**Source information**.
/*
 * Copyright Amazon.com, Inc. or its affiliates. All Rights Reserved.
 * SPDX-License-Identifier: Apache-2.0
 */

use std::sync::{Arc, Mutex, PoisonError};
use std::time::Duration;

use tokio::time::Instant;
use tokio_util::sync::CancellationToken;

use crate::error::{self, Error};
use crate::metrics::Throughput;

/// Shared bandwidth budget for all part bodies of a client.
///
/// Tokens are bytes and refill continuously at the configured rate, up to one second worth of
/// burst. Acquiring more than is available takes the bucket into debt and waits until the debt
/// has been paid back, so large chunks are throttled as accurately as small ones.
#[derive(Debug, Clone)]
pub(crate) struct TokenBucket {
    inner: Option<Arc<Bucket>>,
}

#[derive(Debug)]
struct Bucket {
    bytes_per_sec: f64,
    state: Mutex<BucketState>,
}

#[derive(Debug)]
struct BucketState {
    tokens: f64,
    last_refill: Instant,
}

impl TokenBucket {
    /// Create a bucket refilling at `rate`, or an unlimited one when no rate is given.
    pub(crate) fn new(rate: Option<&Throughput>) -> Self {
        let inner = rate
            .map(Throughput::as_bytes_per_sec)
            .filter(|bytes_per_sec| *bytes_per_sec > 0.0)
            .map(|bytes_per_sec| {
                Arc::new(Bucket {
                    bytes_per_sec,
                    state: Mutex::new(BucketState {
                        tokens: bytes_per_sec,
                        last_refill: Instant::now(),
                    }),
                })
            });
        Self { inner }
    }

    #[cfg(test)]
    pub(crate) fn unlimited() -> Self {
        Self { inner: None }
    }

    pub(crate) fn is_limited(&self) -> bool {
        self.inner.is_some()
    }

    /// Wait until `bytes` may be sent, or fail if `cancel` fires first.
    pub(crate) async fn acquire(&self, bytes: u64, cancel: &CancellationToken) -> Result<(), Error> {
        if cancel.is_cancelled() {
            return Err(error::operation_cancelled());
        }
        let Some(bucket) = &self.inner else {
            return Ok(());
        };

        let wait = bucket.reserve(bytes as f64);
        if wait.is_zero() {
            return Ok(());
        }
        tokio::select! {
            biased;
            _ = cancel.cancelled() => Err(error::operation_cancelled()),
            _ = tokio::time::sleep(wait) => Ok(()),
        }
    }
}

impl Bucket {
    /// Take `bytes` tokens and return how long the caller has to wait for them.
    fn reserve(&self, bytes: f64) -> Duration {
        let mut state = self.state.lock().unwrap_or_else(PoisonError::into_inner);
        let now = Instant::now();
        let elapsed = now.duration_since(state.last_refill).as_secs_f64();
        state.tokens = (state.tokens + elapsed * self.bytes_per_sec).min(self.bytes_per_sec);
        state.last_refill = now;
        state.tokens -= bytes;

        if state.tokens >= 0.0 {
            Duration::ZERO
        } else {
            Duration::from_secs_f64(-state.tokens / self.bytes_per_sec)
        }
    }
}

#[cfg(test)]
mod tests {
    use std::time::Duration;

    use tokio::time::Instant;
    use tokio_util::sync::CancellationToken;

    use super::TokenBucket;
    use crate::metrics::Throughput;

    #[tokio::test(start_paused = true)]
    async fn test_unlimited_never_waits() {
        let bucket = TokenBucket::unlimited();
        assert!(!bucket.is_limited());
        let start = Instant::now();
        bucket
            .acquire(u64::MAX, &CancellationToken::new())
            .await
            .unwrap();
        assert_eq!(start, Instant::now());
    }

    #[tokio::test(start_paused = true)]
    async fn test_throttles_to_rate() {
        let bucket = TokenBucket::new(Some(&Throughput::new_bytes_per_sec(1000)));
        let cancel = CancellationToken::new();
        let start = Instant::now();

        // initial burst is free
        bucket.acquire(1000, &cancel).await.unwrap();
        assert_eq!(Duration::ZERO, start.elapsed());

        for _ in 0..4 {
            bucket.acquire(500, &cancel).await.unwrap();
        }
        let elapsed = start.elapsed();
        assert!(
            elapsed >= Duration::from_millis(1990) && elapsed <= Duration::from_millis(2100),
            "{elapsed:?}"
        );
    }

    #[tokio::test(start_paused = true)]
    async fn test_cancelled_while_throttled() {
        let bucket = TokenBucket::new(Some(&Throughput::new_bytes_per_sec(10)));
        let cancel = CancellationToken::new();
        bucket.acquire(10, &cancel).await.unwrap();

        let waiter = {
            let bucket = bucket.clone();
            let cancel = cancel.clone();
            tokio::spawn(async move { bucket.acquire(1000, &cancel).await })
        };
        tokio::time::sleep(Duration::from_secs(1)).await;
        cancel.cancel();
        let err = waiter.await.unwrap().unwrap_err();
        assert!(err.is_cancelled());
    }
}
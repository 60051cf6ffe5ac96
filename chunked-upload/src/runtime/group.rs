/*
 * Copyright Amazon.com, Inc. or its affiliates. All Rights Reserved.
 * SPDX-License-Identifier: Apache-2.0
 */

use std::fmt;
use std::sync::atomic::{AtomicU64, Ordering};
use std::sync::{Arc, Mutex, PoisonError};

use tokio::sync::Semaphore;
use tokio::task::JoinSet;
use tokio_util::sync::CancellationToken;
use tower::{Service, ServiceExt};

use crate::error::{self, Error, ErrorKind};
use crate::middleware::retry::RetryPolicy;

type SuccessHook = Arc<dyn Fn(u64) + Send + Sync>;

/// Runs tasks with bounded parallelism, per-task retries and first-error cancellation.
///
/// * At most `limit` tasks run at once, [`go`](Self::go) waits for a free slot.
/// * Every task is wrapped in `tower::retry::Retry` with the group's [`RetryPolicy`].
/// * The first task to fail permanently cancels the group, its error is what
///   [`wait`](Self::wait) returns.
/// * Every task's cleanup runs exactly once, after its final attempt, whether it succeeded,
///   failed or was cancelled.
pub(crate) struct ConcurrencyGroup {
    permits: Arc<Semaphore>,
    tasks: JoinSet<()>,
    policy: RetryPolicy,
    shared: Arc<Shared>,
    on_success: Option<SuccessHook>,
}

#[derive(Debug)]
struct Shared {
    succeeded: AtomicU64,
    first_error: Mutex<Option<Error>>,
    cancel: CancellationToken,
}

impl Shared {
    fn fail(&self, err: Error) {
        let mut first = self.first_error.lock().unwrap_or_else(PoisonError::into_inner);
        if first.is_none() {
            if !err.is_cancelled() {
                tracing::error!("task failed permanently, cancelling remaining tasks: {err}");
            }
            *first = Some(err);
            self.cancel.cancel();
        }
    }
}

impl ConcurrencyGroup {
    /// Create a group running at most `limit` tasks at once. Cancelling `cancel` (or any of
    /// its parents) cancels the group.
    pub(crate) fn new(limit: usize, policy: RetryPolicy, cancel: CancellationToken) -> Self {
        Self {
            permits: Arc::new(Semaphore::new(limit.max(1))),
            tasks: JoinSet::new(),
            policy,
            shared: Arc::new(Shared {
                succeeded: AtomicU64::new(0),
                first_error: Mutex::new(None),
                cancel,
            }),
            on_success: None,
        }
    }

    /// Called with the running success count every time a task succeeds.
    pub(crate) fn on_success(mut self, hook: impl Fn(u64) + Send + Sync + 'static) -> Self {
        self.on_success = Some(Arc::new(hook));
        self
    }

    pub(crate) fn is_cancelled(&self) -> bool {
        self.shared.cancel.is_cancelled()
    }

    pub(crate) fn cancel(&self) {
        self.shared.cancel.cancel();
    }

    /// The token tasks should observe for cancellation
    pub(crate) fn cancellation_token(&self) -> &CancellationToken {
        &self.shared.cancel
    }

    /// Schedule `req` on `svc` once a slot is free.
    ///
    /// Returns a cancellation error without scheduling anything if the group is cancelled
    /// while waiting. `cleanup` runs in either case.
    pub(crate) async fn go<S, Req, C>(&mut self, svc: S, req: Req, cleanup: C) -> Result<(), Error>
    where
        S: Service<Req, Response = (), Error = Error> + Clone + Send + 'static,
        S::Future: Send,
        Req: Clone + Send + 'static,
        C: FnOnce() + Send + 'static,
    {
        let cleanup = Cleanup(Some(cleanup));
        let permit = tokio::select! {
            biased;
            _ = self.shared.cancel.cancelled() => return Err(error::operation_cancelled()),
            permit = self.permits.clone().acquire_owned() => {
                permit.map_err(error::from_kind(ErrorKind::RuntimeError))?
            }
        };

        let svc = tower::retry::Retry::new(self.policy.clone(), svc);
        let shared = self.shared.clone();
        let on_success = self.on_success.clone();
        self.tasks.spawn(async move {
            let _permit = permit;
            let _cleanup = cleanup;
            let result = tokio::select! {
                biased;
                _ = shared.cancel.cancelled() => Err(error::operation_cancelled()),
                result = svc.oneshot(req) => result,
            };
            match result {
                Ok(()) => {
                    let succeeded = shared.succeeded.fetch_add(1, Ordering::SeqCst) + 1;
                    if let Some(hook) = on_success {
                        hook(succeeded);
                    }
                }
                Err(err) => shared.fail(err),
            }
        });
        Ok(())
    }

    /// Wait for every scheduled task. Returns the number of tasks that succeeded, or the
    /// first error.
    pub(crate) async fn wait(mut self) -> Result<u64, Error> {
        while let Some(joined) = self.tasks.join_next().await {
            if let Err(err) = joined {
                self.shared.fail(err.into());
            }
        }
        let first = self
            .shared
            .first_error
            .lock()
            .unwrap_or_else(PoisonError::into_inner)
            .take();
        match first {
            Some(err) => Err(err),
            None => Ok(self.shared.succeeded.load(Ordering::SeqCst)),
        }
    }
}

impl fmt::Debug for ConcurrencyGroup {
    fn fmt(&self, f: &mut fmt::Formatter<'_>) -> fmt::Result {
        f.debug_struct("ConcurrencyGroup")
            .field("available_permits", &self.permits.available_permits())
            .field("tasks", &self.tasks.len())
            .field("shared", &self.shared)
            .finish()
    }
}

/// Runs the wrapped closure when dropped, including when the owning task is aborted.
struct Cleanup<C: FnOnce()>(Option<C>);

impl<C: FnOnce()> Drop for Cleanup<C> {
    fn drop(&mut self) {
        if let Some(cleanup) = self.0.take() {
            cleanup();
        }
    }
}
--
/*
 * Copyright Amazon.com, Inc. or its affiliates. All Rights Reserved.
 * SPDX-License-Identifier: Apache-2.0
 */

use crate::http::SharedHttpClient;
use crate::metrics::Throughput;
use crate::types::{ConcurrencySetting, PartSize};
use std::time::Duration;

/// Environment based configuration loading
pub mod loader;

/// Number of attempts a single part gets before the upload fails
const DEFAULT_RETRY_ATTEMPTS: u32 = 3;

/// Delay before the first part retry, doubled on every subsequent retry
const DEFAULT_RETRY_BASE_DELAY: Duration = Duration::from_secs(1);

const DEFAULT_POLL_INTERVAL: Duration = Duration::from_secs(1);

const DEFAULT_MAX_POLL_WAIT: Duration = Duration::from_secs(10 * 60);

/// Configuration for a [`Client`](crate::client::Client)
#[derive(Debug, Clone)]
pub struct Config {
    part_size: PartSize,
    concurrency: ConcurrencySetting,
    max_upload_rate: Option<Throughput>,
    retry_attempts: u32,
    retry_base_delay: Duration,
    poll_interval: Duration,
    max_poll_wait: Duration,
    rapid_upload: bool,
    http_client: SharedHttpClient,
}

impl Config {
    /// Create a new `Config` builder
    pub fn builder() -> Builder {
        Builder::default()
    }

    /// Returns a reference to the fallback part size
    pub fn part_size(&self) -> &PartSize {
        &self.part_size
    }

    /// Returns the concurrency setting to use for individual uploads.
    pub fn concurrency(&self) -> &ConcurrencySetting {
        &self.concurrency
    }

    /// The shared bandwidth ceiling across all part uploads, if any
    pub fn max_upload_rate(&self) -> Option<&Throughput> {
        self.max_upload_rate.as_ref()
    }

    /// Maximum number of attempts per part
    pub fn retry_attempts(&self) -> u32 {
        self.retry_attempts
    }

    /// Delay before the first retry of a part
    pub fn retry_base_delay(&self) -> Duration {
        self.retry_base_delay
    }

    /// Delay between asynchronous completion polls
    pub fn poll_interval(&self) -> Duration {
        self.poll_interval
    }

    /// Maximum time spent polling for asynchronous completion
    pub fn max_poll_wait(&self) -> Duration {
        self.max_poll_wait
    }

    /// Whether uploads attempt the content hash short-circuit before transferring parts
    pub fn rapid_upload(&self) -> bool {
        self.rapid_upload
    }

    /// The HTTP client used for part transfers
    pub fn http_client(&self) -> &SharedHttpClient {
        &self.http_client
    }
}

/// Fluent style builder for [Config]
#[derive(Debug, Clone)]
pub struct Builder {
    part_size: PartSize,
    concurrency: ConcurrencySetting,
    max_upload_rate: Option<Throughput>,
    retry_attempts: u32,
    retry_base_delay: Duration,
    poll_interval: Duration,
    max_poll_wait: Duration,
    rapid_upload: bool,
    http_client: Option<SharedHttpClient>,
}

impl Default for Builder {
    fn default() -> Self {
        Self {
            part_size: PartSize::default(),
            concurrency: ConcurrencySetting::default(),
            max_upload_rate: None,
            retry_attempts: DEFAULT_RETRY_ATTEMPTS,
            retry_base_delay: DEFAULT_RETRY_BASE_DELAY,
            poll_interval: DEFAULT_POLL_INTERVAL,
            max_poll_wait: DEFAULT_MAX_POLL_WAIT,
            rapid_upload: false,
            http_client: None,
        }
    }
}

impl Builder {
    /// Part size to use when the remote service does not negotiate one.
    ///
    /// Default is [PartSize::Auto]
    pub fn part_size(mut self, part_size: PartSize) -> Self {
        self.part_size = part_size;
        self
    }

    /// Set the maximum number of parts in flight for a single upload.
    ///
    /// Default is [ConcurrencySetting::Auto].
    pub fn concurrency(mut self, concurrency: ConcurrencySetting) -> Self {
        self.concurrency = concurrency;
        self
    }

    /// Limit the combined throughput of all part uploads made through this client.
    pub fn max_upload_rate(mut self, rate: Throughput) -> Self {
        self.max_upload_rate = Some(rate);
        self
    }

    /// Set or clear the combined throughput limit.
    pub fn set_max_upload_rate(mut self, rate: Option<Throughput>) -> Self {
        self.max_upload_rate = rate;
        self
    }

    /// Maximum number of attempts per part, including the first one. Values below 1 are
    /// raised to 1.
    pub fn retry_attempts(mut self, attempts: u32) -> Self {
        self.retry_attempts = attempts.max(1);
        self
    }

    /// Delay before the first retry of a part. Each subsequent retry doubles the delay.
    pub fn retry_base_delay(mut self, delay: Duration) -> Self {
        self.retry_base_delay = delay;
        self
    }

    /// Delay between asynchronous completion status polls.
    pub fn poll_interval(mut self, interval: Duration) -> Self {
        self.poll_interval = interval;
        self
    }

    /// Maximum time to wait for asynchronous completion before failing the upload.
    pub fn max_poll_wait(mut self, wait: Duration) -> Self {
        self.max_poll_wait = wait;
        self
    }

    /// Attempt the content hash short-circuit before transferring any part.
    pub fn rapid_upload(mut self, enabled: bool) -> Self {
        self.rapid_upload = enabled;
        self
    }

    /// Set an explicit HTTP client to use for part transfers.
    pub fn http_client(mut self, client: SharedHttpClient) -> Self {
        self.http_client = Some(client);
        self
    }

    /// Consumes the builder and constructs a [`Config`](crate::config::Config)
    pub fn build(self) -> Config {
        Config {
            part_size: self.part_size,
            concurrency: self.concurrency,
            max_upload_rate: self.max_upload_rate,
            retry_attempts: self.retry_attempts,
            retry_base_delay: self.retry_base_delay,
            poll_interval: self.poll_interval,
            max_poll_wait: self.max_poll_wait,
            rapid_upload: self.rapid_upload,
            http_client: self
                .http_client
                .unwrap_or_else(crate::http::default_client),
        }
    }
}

**What is required**.
Throughout the listing above, count the lines where the word "uploads" appears, then reply with that count and no other words.

**Exercise output**.
4